C. Saturday afternoon:

 1.  Read (each student privately) the sections on “The Fourth Commandment”, “The Fifth Commandment,” “The Sixth Commandment,” and “The Seventh Commandment.” (§ 103-253, BoC, pp. 379-399)

2.  Class reconvenes and writes a short pre-test, or quiz, on the basis of these readings.

3.  Consider:

a.  Both Scripture and Catechism remind us that our treatment of our parents is something for which we must answer to God. Yet for us, their children, to be made as answerable as all that is already to take us seriously as something more than mere children. It is to treat us as responsible persons in our own right, each of us with an ultimate accountability of our own. This biblical view of persons as being highly accountable is the opposite, so it is said, of authoritarianism, which reduces even grownups to mindless slavish children. What do you think?

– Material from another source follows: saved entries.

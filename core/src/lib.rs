//! A3S Build Core - Foundational Types
//!
//! Error taxonomy, global configuration, ID-mapping arithmetic and
//! registry policy shared by the build runtime and the CLI.

pub mod config;
pub mod dns;
pub mod error;
pub mod idmap;
pub mod registry;

// Re-export commonly used types
pub use config::BuildConfig;
pub use error::{BuildError, Result};
pub use idmap::{IdMap, IdMappings, IdPair};
pub use registry::RegistrySources;

/// A3S Build version
pub const VERSION: &str = env!("CARGO_PKG_VERSION");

b.  Nowadays, says Luther, speaking about his own day, “everyone wishes to be his own master, be free from all authority….” (§ 154) In our own day, however, people truly are free, legally and morally, from many of the former authorities (e.g., princes and masters). In fact, in some areas the people have become the rightful authority, the “parents” to which government officeholders now owe obedience and honor. Still, these “public servants”, too, sometimes disobey the people, who in a democracy now wield the authority. How would you use Luther’s analysis of disobedience in society to explain why elected officials nowadays disobey us, their authorized “parents”?

c.  Luther considered it a great advantage that God has decided for us, and that we do not have to, which of all our responsibilities takes priority, namely, our responsibility to our parents and other similar authorities. (§ 115-120) Do you also understand the Fourth Commandment as helping us in our prioritizing?

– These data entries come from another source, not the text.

//! Thin wrappers over ownership, permission and timestamp syscalls.

use std::ffi::CString;
use std::os::unix::ffi::OsStrExt;
use std::os::unix::fs::{MetadataExt, PermissionsExt};
use std::path::Path;

use a3s_build_core::error::{BuildError, Result};

/// Seconds and nanoseconds since the epoch.
#[derive(Debug, Clone, Copy, PartialEq, Eq, Default)]
pub struct FileTime {
    pub secs: i64,
    pub nanos: u32,
}

impl FileTime {
    pub fn from_secs(secs: i64) -> Self {
        Self { secs, nanos: 0 }
    }

    pub fn from_chrono(when: &chrono::DateTime<chrono::Utc>) -> Self {
        Self {
            secs: when.timestamp(),
            nanos: when.timestamp_subsec_nanos(),
        }
    }

    pub fn mtime_of(meta: &std::fs::Metadata) -> Self {
        Self {
            secs: meta.mtime(),
            nanos: meta.mtime_nsec() as u32,
        }
    }

    pub fn to_chrono(self) -> chrono::DateTime<chrono::Utc> {
        chrono::DateTime::from_timestamp(self.secs, self.nanos).unwrap_or_default()
    }
}

fn cstring(path: &Path) -> Result<CString> {
    CString::new(path.as_os_str().as_bytes()).map_err(|_| {
        BuildError::CopierError(format!("path {} contains a NUL byte", path.display()))
    })
}

pub fn is_root() -> bool {
    nix::unistd::geteuid().is_root()
}

/// Change ownership without following symlinks.
///
/// Unprivileged callers cannot give files away; that case is logged and
/// ignored so that unprivileged builds still produce usable trees.
pub fn lchown(path: &Path, uid: u32, gid: u32) -> Result<()> {
    match std::os::unix::fs::lchown(path, Some(uid), Some(gid)) {
        Ok(()) => Ok(()),
        Err(e) if e.kind() == std::io::ErrorKind::PermissionDenied && !is_root() => {
            tracing::debug!(path = %path.display(), uid, gid, "Skipping chown as unprivileged user");
            Ok(())
        }
        Err(e) => Err(BuildError::CopierError(format!(
            "setting ownership of {} to {}:{}: {}",
            path.display(),
            uid,
            gid,
            e
        ))),
    }
}

/// Set permission bits (including setuid/setgid/sticky).
pub fn chmod(path: &Path, mode: u32) -> Result<()> {
    std::fs::set_permissions(path, std::fs::Permissions::from_mode(mode & 0o7777)).map_err(|e| {
        BuildError::CopierError(format!(
            "setting permissions on {} to 0{:o}: {}",
            path.display(),
            mode,
            e
        ))
    })
}

/// Set access and modification times, optionally on the link itself.
pub fn set_times(path: &Path, atime: FileTime, mtime: FileTime, no_follow: bool) -> Result<()> {
    let c = cstring(path)?;
    let times = [
        libc::timespec {
            tv_sec: atime.secs as libc::time_t,
            tv_nsec: atime.nanos as libc::c_long,
        },
        libc::timespec {
            tv_sec: mtime.secs as libc::time_t,
            tv_nsec: mtime.nanos as libc::c_long,
        },
    ];
    let flags = if no_follow {
        libc::AT_SYMLINK_NOFOLLOW
    } else {
        0
    };
    let rc = unsafe { libc::utimensat(libc::AT_FDCWD, c.as_ptr(), times.as_ptr(), flags) };
    if rc != 0 {
        return Err(BuildError::CopierError(format!(
            "setting timestamps on {}: {}",
            path.display(),
            std::io::Error::last_os_error()
        )));
    }
    Ok(())
}

/// Create a device node.
pub fn mknod(path: &Path, block: bool, major: u32, minor: u32) -> Result<()> {
    use nix::sys::stat::{makedev, Mode, SFlag};
    let kind = if block { SFlag::S_IFBLK } else { SFlag::S_IFCHR };
    nix::sys::stat::mknod(
        path,
        kind,
        Mode::from_bits_truncate(0o600),
        makedev(major as u64, minor as u64),
    )
    .map_err(|e| BuildError::CopierError(format!("mknod {}: {}", path.display(), e)))
}

/// Create a named pipe.
pub fn mkfifo(path: &Path) -> Result<()> {
    nix::unistd::mkfifo(path, nix::sys::stat::Mode::from_bits_truncate(0o600))
        .map_err(|e| BuildError::CopierError(format!("mkfifo {}: {}", path.display(), e)))
}

/// Owner of an item, from already-read metadata.
pub fn owner(meta: &std::fs::Metadata) -> (u32, u32) {
    (meta.uid(), meta.gid())
}

#[cfg(test)]
mod tests {
    use super::*;
    use tempfile::TempDir;

    #[test]
    fn test_set_times_and_read_back() {
        let dir = TempDir::new().unwrap();
        let path = dir.path().join("f");
        std::fs::write(&path, "x").unwrap();
        let when = FileTime::from_secs(1_000_000);
        set_times(&path, when, when, false).unwrap();
        let meta = std::fs::metadata(&path).unwrap();
        assert_eq!(FileTime::mtime_of(&meta), when);
    }

    #[test]
    fn test_chmod() {
        let dir = TempDir::new().unwrap();
        let path = dir.path().join("f");
        std::fs::write(&path, "x").unwrap();
        chmod(&path, 0o640).unwrap();
        let mode = std::fs::metadata(&path).unwrap().permissions().mode();
        assert_eq!(mode & 0o777, 0o640);
    }

    #[test]
    fn test_lchown_to_self() {
        let dir = TempDir::new().unwrap();
        let path = dir.path().join("f");
        std::fs::write(&path, "x").unwrap();
        let meta = std::fs::metadata(&path).unwrap();
        let (uid, gid) = owner(&meta);
        lchown(&path, uid, gid).unwrap();
    }

    #[test]
    fn test_chrono_round_trip() {
        let t = FileTime {
            secs: 1_700_000_000,
            nanos: 5,
        };
        assert_eq!(FileTime::from_chrono(&t.to_chrono()), t);
    }
}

d.  Now take up, one at a time, the Fifth and Sixth and Seventh Commandments, and with respect to each one of them discuss the following questions, giving down-to-earth examples.

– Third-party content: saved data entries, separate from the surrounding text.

//! `a3s-build version` command.

use clap::Args;

#[derive(Args, Debug)]
pub struct VersionArgs;

pub async fn execute(_args: VersionArgs) -> Result<(), Box<dyn std::error::Error>> {
    println!("a3s-build version {}", a3s_build_runtime::VERSION);
    Ok(())
}
//! Compression detection and transparent decompression.

use std::fs::File;
use std::io::{BufRead, BufReader, Read};
use std::path::Path;

use a3s_build_core::error::{BuildError, Result};
use serde::{Deserialize, Serialize};

/// Stream compression algorithms recognized by magic bytes.
#[derive(Debug, Clone, Copy, PartialEq, Eq, Default, Serialize, Deserialize)]
#[serde(rename_all = "lowercase")]
pub enum Compression {
    #[default]
    Uncompressed,
    Gzip,
    Bzip2,
    Xz,
    Zstd,
}

impl Compression {
    /// Identify the algorithm from the first bytes of a stream.
    pub fn detect(header: &[u8]) -> Self {
        if header.starts_with(&[0x1f, 0x8b]) {
            Compression::Gzip
        } else if header.starts_with(b"BZh") {
            Compression::Bzip2
        } else if header.starts_with(&[0xfd, b'7', b'z', b'X', b'Z', 0x00]) {
            Compression::Xz
        } else if header.starts_with(&[0x28, 0xb5, 0x2f, 0xfd]) {
            Compression::Zstd
        } else {
            Compression::Uncompressed
        }
    }

    pub fn name(&self) -> &'static str {
        match self {
            Compression::Uncompressed => "uncompressed",
            Compression::Gzip => "gzip",
            Compression::Bzip2 => "bzip2",
            Compression::Xz => "xz",
            Compression::Zstd => "zstd",
        }
    }
}

impl std::str::FromStr for Compression {
    type Err = BuildError;

    fn from_str(s: &str) -> Result<Self> {
        match s {
            "" | "none" | "uncompressed" => Ok(Compression::Uncompressed),
            "gzip" => Ok(Compression::Gzip),
            "bzip2" => Ok(Compression::Bzip2),
            "xz" => Ok(Compression::Xz),
            "zstd" => Ok(Compression::Zstd),
            other => Err(BuildError::InvalidArgument(format!(
                "unrecognized compression {:?}",
                other
            ))),
        }
    }
}

/// Wrap `reader` in the decoder matching its magic bytes.
pub fn decompress<R>(reader: R) -> Result<(Compression, Box<dyn Read + Send>)>
where
    R: Read + Send + 'static,
{
    let mut buffered = BufReader::new(reader);
    let compression = Compression::detect(buffered.fill_buf()?);
    let stream: Box<dyn Read + Send> = match compression {
        Compression::Uncompressed => Box::new(buffered),
        Compression::Gzip => Box::new(flate2::read::GzDecoder::new(buffered)),
        Compression::Bzip2 => Box::new(bzip2::read::BzDecoder::new(buffered)),
        Compression::Xz => Box::new(xz2::read::XzDecoder::new(buffered)),
        Compression::Zstd => Box::new(zstd::stream::read::Decoder::with_buffer(buffered)?),
    };
    Ok((compression, stream))
}

/// Whether the file is a (possibly compressed) tar archive.
///
/// Unreadable or short files are simply not archives.
pub fn is_archive(path: &Path) -> bool {
    let file = match File::open(path) {
        Ok(f) => f,
        Err(_) => return false,
    };
    let (_, mut stream) = match decompress(file) {
        Ok(s) => s,
        Err(_) => return false,
    };
    let mut block = [0u8; 512];
    if stream.read_exact(&mut block).is_err() {
        return false;
    }
    is_tar_header(&block)
}

fn is_tar_header(block: &[u8; 512]) -> bool {
    if &block[257..262] == b"ustar" {
        return true;
    }
    // v7 archives carry no magic; fall back to the header checksum
    let stored = std::str::from_utf8(&block[148..156])
        .ok()
        .map(|s| s.trim_matches(|c: char| c == '\0' || c == ' '))
        .and_then(|s| u32::from_str_radix(s, 8).ok());
    let computed: u32 = block
        .iter()
        .enumerate()
        .map(|(i, b)| if (148..156).contains(&i) { 32 } else { *b as u32 })
        .sum();
    stored == Some(computed) && block[0] != 0
}
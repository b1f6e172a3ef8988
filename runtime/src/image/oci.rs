//! OCI image manifest, index and descriptor JSON shapes.
//!
//! Maps are ordered so that serializing the same value twice yields the
//! same bytes, and therefore the same digest.

use std::collections::BTreeMap;

use serde::{Deserialize, Serialize};

use crate::define::{OCI_INDEX_MEDIA_TYPE, OCI_MANIFEST_MEDIA_TYPE};

/// Annotation naming the tag of an image in an OCI layout index.
pub const ANNOTATION_REF_NAME: &str = "org.opencontainers.image.ref.name";

/// Annotation recording when an image was created.
pub const ANNOTATION_CREATED: &str = "org.opencontainers.image.created";

/// Annotation naming the base image.
pub const ANNOTATION_BASE_NAME: &str = "org.opencontainers.image.base.name";

/// Annotation recording the base image's manifest digest.
pub const ANNOTATION_BASE_DIGEST: &str = "org.opencontainers.image.base.digest";

#[derive(Debug, Clone, PartialEq, Serialize, Deserialize)]
#[serde(rename_all = "camelCase")]
pub struct Descriptor {
    pub media_type: String,
    pub digest: String,
    pub size: i64,
    #[serde(default, skip_serializing_if = "Vec::is_empty")]
    pub urls: Vec<String>,
    #[serde(default, skip_serializing_if = "BTreeMap::is_empty")]
    pub annotations: BTreeMap<String, String>,
}

impl Descriptor {
    pub fn new(media_type: &str, digest: &str, size: i64) -> Self {
        Self {
            media_type: media_type.to_string(),
            digest: digest.to_string(),
            size,
            urls: Vec::new(),
            annotations: BTreeMap::new(),
        }
    }
}

#[derive(Debug, Clone, PartialEq, Serialize, Deserialize)]
#[serde(rename_all = "camelCase")]
pub struct OciManifest {
    pub schema_version: u32,
    #[serde(default)]
    pub media_type: String,
    pub config: Descriptor,
    #[serde(default)]
    pub layers: Vec<Descriptor>,
    #[serde(default, skip_serializing_if = "BTreeMap::is_empty")]
    pub annotations: BTreeMap<String, String>,
}

impl OciManifest {
    pub fn new(config: Descriptor) -> Self {
        Self {
            schema_version: 2,
            media_type: OCI_MANIFEST_MEDIA_TYPE.to_string(),
            config,
            layers: Vec::new(),
            annotations: BTreeMap::new(),
        }
    }
}

#[derive(Debug, Clone, PartialEq, Serialize, Deserialize)]
#[serde(rename_all = "camelCase")]
pub struct OciIndex {
    pub schema_version: u32,
    #[serde(default, skip_serializing_if = "String::is_empty")]
    pub media_type: String,
    #[serde(default)]
    pub manifests: Vec<Descriptor>,
}

impl Default for OciIndex {
    fn default() -> Self {
        Self {
            schema_version: 2,
            media_type: OCI_INDEX_MEDIA_TYPE.to_string(),
            manifests: Vec::new(),
        }
    }
}

impl OciIndex {
    /// Descriptor tagged `tag`, or the only manifest when no tag is given.
    pub fn find(&self, tag: Option<&str>) -> Option<&Descriptor> {
        match tag {
            Some(tag) => self
                .manifests
                .iter()
                .find(|d| d.annotations.get(ANNOTATION_REF_NAME).map(String::as_str) == Some(tag)),
            None => self.manifests.first(),
        }
    }

    /// Add a manifest, taking `tag` away from any manifest that had it.
    pub fn add(&mut self, mut descriptor: Descriptor, tag: Option<&str>) {
        match tag {
            Some(tag) => {
                self.manifests.retain(|d| {
                    d.annotations.get(ANNOTATION_REF_NAME).map(String::as_str) != Some(tag)
                });
                descriptor
                    .annotations
                    .insert(ANNOTATION_REF_NAME.to_string(), tag.to_string());
            }
            None => self.manifests.retain(|d| d.digest != descriptor.digest),
        }
        self.manifests.push(descriptor);
    }
}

1.)  In our human relations nowadays whom does this commandment protect? Against whom does it protect them?
2.)  How is this commandment’s protective function actually enforced? How effectively?
3.)  If this commandment is meant for our protection, illustrate (from your own experience) what that says about the One who imposes this commandment—how he feels about us?
4.)  Specifically, how much does this commandment demand of us? Does it demand more than it delivers?
5.)  The very fact that we even need such a commandment to constrain us is already a criticism of us. How effectively (in your experience) does this commandment perform that function, its critical function?
6.)  If that too is a function of this commandment—not only to protect us but also to criticize us—what does that say about the One who imposes this commandment—how he feels about us?
7.)  How does your answer to Question 6 square with your answer to Question 3?

D. Saturday evening

1.  In this concluding period, the group may have questions of its own to raise, and to answer, in connection with the Ten Commandments.
2.  Use the final moments of this evening’s session to look ahead to the Second Part, The Creed, which will be the subject of the next session.

Session Two

Second Part: The Creed

A.  Read – at home, prior to Session Two – The Large Catechism, “Second Part: The Creed,” BoC, pp. 411-420.

B.  Consider—at home, prior to Session Two – what the answers might be to the ten questions which follow.

C.  In Session Two, discuss with each other the answers to these ten questions, or to at least as many of the questions as the group has time and energy for. Try to reach consensus on the basis of the Word in the Large Catechism.

1.What need of the Creed? What is “the advantage and necessity of the Creed”? It is “to help us do what the Ten Commandments require of us.” But the way the Creed helps us to do that, interestingly enough, is that “it teaches us to know perfectly.”

Isn’t life always like that—for example, in our relations with parents or spouse or children? We cannot begin to do what they expect of us, not really, unless we can first be sure how they feel toward us. Likewise, in the Ten Commandments “we have seen all that God wishes us to do or not to do.” But how could we even begin to live up to that unless we first knew what “we must expect and receive from God?” (LC, The Creed, § 1-4)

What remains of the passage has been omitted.